If ever such a case arise the party suffering and feeling he cannot succeed by the ordinary course of appealing must raise the issue distinctly.

As the law stands I see no relief for those upon whom excessive assessments are imposed but the remedies by way of appealing or a charge of fraud if it exist.

I am not surprised to learn from Chief Justice Harvey's judgment that subsection 3 of section 267 of "The Town Act" has done much harm. It facilitates and probably protects the perpetration of fraud by putting an impediment in the way of appellants who should be encouraged as so many inspectors, as it were, checking the careless assessor's slovenly work.

[Page 522]

It tends to confusion of thought and to defeat the purpose of a just valuation which is the object of the law.
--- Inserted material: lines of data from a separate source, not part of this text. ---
//! Output formatting shared by list-style commands.

use std::fmt::Write as _;

use teamgen_core::models::Player;

use crate::cli::OutputFormat;
use crate::error::CliError;

/// Quotes a CSV field if it contains a delimiter, quote or line break
#[must_use]
pub fn escape_csv_field(field: &str) -> String {
    if field.contains([',', '"', '\n', '\r']) {
        format!("\"{}\"", field.replace('"', "\"\""))
    } else {
        field.to_string()
    }
}

/// Formats players in the requested format
pub fn format_players(players: &[&Player], format: OutputFormat) -> Result<String, CliError> {
    match format {
        OutputFormat::Table => Ok(format_table(players)),
        OutputFormat::Json => format_json(players),
        OutputFormat::Csv => Ok(format_csv(players)),
    }
}

/// Format players as a table string
#[must_use]
pub fn format_table(players: &[&Player]) -> String {
    if players.is_empty() {
        return "No players found.".to_string();
    }

    let mut output = String::new();

    let name_width = players
        .iter()
        .map(|p| p.name.chars().count())
        .max()
        .unwrap_or(4)
        .max(4);
    let category_width = "all-rounder".len();

    let _ = writeln!(
        output,
        "{:<name_width$}  {:<category_width$}  {:<7}  ID",
        "NAME", "CATEGORY", "CAPTAIN"
    );
    let _ = writeln!(
        output,
        "{:-<name_width$}  {:-<category_width$}  {:-<7}  {:-<36}",
        "", "", "", ""
    );

    for player in players {
        let captain = if player.is_captain { "yes" } else { "" };
        let _ = writeln!(
            output,
            "{:<name_width$}  {:<category_width$}  {:<7}  {}",
            player.name,
            player.category.as_str(),
            captain,
            player.id
        );
    }

    output.trim_end().to_string()
}

/// Format players as a JSON array
///
/// # Errors
///
/// Returns `CliError::Config` if JSON serialization fails.
pub fn format_json(players: &[&Player]) -> Result<String, CliError> {
    serde_json::to_string_pretty(players)
        .map_err(|e| CliError::Config(format!("Failed to serialize to JSON: {e}")))
}

/// Format players as CSV
#[must_use]
pub fn format_csv(players: &[&Player]) -> String {
    let mut output = String::from("id,name,category,captain\n");

    for player in players {
        let _ = writeln!(
            output,
            "{},{},{},{}",
            player.id,
            escape_csv_field(&player.name),
            player.category.as_str(),
            player.is_captain
        );
    }

    output.trim_end().to_string()
}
The appeal should be allowed but the costs should be withheld. I feel so inclined for I agree with the courts below that there has not been that observance of the statute which there should have been.

DUFF J.—I am of opinion that this appeal should be allowed with costs.

ANGLIN J.—The purport and intent of section 285 of "The Town Act," having regard to the provisions by which it is preceded, is to make the assessment roll valid and binding in respect of all matters within the cognizance of the Court of Revision. The chief subject of the jurisdiction of that court is the determination of appeals based on the ground that assessments are "too high or too low." In regard to these questions its jurisdiction is exclusive.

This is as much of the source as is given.